*** Dataset content ***

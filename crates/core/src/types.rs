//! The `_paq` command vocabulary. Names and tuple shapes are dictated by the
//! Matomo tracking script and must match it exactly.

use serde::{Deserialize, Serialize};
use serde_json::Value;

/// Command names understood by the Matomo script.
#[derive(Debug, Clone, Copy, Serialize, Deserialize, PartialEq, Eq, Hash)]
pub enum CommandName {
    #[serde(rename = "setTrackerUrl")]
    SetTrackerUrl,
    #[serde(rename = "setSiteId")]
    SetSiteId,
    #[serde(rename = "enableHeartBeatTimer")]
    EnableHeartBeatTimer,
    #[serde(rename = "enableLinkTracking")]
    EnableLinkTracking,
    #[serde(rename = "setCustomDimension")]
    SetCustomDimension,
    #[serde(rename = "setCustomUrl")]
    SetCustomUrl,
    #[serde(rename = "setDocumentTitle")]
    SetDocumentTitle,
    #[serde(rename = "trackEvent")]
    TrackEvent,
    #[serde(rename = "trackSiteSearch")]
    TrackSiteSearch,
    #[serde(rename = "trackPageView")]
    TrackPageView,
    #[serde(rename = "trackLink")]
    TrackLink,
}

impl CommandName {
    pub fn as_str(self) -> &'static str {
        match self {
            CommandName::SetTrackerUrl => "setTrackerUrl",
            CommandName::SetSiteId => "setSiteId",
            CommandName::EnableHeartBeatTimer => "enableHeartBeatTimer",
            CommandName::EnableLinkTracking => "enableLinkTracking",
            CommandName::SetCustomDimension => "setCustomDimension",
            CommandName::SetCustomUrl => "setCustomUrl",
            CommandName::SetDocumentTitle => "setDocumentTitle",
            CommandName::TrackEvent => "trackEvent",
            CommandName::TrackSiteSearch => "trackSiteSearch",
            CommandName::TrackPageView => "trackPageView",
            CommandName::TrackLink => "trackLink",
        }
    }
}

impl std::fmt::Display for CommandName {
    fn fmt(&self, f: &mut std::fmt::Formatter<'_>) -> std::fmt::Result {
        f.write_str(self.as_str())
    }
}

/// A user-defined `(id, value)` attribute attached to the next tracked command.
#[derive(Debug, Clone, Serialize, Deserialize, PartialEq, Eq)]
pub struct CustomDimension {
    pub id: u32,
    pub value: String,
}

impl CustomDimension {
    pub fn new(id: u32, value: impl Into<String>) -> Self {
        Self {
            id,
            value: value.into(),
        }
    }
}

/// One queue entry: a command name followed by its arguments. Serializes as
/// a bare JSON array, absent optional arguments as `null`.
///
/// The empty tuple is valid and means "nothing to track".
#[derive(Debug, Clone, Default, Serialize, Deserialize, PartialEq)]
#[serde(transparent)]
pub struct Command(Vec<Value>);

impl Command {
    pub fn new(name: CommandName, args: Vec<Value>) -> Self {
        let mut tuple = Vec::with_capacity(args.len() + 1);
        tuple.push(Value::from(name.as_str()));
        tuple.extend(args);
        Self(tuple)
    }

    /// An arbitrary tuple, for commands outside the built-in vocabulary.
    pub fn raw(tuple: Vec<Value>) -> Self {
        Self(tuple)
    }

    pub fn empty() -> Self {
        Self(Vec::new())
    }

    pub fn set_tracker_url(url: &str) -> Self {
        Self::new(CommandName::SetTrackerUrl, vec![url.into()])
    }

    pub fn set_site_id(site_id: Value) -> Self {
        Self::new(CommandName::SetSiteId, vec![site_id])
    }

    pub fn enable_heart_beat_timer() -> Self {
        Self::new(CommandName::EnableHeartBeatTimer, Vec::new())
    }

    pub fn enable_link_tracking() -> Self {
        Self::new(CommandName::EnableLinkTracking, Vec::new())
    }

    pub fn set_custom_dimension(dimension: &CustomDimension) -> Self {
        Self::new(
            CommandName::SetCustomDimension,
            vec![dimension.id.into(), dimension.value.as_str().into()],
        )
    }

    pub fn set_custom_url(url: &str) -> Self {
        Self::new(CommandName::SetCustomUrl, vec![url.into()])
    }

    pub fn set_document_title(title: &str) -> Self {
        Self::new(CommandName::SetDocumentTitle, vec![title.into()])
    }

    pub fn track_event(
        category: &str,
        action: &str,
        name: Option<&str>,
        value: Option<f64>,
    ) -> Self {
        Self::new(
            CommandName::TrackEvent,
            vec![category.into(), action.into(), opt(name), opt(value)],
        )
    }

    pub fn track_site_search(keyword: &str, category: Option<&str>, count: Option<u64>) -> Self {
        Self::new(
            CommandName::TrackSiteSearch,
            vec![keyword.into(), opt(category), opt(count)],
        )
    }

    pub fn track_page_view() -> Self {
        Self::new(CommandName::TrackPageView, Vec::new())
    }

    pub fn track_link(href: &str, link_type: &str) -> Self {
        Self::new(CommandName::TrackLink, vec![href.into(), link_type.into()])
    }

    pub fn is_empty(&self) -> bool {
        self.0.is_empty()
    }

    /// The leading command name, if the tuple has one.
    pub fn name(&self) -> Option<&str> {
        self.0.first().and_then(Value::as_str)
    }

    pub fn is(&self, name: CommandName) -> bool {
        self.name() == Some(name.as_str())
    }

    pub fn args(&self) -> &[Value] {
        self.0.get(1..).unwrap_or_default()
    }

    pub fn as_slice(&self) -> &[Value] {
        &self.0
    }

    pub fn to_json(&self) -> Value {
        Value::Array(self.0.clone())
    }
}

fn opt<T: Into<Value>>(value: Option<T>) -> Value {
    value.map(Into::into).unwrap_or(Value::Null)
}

***
*** Dataset content ***

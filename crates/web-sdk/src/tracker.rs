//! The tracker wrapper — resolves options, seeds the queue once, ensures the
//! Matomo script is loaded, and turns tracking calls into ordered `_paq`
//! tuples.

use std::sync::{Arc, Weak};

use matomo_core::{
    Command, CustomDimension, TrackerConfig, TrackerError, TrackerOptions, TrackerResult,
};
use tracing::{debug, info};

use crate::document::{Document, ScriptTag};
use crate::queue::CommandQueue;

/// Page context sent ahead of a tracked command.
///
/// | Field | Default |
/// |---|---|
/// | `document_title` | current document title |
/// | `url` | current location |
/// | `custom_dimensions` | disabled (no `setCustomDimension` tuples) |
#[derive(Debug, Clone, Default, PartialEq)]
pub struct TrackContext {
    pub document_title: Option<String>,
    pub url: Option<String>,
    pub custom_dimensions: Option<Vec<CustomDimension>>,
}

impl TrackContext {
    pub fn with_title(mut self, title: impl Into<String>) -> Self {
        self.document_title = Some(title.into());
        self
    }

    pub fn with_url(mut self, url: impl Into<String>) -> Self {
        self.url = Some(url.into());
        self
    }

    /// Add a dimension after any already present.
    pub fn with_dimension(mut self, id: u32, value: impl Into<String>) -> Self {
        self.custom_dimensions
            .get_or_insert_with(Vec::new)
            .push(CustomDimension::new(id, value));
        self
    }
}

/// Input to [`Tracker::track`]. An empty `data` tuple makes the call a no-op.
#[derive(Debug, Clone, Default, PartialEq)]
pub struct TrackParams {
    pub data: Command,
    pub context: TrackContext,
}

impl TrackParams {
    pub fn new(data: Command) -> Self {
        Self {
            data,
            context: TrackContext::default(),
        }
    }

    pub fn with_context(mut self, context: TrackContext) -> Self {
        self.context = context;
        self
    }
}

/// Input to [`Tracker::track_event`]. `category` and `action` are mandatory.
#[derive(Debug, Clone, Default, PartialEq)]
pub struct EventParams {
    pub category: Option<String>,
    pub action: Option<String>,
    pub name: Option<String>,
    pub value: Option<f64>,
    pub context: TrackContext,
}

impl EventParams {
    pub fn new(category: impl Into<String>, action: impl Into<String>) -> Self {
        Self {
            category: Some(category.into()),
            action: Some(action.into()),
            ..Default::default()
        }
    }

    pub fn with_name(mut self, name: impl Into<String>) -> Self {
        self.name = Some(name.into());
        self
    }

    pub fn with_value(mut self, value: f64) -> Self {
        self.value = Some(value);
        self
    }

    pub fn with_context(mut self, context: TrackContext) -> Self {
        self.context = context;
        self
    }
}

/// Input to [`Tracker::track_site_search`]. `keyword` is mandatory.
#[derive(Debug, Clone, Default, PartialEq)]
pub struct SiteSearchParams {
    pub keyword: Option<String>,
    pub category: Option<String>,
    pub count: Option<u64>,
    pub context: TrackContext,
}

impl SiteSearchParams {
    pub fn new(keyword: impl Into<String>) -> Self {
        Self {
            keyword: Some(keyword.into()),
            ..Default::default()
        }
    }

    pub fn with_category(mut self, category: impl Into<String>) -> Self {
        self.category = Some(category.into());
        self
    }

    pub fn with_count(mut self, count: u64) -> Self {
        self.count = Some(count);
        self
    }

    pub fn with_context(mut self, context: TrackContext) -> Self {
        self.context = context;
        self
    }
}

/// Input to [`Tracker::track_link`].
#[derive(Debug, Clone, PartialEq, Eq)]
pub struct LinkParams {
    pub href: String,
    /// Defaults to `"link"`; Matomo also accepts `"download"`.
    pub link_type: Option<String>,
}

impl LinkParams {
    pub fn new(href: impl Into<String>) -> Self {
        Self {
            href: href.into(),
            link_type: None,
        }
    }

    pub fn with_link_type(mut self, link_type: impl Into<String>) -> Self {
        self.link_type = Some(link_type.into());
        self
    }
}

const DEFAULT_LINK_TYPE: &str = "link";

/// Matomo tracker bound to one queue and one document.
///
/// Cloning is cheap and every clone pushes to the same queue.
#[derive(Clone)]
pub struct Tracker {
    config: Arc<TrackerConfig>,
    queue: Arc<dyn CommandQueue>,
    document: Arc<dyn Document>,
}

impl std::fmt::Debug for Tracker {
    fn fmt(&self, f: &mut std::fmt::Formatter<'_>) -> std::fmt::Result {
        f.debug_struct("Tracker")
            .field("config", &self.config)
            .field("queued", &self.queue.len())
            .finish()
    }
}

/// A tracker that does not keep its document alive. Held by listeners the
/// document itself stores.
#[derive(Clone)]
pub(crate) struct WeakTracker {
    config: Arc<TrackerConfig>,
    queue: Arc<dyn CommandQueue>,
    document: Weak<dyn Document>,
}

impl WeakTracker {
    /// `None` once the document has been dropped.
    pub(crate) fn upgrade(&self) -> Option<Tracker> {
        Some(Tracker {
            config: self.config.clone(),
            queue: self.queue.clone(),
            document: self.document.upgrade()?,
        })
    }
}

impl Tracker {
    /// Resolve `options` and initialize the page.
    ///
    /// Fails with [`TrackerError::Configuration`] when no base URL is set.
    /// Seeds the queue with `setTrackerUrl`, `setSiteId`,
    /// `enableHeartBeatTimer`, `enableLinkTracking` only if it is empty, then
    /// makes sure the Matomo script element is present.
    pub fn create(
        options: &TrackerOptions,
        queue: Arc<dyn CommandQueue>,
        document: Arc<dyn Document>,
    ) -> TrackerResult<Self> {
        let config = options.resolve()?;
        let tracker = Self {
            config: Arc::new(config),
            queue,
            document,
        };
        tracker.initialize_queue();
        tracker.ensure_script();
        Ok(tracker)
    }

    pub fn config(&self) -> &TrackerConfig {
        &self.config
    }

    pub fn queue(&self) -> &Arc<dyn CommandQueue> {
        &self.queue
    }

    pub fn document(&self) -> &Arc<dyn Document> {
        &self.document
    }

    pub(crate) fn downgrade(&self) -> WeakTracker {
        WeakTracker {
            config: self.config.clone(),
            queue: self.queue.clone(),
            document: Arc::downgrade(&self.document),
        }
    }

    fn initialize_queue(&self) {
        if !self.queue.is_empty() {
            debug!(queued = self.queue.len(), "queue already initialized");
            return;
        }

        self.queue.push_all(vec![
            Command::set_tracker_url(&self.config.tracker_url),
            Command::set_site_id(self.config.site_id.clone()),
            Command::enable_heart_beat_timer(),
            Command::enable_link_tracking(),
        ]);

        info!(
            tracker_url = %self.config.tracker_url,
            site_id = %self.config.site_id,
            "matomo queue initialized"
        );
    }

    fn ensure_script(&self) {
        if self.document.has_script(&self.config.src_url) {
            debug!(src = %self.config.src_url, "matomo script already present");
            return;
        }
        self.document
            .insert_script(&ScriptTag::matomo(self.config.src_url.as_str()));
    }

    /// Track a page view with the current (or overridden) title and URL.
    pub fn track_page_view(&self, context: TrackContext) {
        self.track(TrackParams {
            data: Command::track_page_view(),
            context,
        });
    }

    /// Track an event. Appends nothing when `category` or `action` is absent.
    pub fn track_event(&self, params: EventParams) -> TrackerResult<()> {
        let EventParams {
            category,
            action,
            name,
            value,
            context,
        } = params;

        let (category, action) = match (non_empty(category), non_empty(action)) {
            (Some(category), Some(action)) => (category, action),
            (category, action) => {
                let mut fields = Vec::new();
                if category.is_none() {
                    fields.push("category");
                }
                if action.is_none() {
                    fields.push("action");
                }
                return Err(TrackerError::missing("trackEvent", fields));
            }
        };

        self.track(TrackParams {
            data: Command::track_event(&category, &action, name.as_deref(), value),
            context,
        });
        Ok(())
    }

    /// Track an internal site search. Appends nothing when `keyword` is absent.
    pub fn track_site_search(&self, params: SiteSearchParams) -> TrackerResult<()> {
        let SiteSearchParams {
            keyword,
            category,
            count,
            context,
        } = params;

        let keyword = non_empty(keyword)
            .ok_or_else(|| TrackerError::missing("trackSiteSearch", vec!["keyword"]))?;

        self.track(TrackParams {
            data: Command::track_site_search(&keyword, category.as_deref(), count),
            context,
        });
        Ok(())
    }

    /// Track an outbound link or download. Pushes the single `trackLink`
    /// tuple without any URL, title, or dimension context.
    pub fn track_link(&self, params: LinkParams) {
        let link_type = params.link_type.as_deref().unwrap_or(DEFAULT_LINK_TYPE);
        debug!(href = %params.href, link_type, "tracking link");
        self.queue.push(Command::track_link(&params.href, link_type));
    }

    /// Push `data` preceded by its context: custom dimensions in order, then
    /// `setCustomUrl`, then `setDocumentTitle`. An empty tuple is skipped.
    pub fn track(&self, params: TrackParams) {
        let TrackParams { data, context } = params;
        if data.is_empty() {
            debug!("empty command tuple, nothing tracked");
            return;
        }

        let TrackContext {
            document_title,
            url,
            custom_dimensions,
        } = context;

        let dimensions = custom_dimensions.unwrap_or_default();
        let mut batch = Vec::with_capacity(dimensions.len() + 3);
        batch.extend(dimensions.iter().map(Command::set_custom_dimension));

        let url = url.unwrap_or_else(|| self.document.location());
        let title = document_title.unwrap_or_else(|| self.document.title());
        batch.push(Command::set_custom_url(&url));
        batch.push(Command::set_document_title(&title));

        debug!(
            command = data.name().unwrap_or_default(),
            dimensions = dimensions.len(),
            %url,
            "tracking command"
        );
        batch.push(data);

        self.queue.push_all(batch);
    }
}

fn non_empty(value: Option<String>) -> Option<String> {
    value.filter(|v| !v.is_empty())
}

***
*** Dataset content ***

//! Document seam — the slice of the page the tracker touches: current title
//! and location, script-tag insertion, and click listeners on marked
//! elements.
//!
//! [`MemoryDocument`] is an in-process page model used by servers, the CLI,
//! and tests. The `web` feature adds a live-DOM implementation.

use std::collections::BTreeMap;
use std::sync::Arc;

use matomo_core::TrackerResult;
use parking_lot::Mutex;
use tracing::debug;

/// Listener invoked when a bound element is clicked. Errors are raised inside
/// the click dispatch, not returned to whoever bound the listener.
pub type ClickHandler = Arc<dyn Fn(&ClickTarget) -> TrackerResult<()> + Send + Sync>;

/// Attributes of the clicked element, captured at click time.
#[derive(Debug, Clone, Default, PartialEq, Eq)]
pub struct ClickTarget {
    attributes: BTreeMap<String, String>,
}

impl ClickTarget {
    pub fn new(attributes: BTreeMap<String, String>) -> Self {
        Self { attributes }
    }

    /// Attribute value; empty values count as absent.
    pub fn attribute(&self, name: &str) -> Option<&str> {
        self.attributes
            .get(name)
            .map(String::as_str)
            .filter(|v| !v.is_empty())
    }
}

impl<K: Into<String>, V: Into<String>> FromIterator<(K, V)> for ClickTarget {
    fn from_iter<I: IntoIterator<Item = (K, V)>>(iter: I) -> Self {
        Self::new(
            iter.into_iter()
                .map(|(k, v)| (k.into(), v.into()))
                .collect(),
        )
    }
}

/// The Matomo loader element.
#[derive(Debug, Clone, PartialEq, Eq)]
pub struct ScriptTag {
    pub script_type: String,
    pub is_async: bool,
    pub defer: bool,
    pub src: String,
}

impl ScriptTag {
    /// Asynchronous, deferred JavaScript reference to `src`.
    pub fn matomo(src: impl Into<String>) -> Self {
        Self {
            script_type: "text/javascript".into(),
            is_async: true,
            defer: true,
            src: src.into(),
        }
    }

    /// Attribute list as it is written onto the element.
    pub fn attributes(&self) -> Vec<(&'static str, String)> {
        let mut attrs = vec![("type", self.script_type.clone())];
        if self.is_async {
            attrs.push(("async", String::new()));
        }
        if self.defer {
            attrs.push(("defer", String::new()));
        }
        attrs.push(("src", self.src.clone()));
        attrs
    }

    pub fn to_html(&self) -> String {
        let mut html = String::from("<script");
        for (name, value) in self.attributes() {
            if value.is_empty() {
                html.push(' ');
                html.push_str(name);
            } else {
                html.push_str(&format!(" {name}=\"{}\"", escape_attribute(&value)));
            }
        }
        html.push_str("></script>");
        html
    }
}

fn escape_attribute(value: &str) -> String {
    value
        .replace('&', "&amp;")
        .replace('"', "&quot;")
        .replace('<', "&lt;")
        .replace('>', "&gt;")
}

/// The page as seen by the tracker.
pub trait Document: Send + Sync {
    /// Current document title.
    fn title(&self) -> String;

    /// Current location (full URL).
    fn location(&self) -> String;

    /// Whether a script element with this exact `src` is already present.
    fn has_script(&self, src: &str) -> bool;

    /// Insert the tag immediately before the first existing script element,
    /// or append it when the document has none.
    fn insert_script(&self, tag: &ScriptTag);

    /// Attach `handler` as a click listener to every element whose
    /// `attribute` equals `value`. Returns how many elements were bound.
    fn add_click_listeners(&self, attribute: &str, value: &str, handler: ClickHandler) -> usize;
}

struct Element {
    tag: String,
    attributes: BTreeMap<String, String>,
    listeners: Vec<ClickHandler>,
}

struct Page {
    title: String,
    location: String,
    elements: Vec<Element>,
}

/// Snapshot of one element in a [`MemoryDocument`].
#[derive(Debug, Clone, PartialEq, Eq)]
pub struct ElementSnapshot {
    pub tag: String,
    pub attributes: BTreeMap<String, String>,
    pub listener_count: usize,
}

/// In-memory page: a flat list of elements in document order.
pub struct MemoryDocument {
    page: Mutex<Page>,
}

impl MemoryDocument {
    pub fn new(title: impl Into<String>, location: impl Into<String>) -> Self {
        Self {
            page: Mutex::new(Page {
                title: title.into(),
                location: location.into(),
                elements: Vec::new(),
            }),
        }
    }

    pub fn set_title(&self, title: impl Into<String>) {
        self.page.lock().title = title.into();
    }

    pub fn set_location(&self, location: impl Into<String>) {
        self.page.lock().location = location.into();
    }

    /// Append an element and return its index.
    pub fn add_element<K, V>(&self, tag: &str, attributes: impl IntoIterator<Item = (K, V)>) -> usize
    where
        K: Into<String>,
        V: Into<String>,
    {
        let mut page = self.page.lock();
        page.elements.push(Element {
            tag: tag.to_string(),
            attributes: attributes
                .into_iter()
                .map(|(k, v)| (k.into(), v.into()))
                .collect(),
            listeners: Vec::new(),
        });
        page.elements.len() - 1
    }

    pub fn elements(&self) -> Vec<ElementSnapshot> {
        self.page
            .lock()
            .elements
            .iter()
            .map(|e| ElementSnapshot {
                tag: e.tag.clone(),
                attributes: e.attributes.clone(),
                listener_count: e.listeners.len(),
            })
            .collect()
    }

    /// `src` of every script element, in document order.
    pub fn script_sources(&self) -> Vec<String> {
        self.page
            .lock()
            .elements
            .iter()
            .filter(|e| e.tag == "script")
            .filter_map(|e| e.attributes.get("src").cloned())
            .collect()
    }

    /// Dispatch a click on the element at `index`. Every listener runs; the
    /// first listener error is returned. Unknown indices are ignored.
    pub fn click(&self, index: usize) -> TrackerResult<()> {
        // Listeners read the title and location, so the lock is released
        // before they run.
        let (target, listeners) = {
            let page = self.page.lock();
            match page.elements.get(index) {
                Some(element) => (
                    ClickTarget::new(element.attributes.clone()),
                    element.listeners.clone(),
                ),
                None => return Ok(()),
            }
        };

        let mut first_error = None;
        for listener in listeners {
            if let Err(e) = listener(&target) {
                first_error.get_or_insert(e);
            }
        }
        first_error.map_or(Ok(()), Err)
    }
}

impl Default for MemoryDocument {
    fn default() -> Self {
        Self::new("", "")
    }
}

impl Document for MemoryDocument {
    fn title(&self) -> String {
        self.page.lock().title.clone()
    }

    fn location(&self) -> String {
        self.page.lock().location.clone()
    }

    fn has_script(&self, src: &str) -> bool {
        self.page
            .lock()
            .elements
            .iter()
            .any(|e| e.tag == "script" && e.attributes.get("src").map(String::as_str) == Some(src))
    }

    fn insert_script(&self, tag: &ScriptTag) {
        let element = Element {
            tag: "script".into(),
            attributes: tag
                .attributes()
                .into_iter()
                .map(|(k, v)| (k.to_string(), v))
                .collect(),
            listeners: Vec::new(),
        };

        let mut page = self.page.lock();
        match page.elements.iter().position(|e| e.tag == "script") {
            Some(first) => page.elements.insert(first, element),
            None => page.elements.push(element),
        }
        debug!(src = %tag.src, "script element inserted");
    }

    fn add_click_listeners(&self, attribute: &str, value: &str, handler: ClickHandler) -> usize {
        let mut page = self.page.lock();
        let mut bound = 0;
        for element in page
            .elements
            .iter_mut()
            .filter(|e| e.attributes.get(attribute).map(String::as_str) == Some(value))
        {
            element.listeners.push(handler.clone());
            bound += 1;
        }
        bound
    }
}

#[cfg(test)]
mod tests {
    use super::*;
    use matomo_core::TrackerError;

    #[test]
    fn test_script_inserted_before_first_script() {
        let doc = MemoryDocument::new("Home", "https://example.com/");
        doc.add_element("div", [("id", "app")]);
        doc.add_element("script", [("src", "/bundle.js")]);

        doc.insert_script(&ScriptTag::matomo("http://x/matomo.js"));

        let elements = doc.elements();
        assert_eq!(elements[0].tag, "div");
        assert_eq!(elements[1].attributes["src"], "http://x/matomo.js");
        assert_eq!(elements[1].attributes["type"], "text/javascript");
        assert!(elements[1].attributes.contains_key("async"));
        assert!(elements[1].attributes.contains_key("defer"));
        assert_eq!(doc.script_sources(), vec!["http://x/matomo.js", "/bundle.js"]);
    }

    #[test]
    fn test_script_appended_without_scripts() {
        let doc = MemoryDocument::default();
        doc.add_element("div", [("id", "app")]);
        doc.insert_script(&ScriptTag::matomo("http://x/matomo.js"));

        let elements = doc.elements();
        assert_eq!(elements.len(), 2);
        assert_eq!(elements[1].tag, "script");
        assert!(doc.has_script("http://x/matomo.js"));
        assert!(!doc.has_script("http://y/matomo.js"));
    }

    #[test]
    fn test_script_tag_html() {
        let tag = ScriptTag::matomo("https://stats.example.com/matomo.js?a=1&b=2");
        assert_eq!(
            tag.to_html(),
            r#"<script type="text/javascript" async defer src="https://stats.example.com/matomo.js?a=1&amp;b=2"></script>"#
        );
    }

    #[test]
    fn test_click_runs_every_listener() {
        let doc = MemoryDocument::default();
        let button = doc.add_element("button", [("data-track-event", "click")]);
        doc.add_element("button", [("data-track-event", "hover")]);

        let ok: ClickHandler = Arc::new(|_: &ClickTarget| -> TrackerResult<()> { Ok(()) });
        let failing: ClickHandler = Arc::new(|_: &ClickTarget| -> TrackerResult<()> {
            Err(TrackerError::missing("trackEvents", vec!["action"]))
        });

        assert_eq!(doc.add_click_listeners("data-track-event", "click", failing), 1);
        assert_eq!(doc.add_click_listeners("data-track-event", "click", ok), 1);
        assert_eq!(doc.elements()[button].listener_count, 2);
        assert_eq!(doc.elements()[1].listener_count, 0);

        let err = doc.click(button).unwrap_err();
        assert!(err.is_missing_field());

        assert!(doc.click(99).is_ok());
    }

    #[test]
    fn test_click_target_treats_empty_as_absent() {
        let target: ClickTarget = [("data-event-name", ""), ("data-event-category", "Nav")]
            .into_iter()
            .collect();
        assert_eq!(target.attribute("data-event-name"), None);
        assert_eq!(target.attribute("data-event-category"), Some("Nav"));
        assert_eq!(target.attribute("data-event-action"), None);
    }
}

***

Problem requirements -
Looking at the entries above, how many lines contain "arguments"? State the number and nothing more.

Output -
2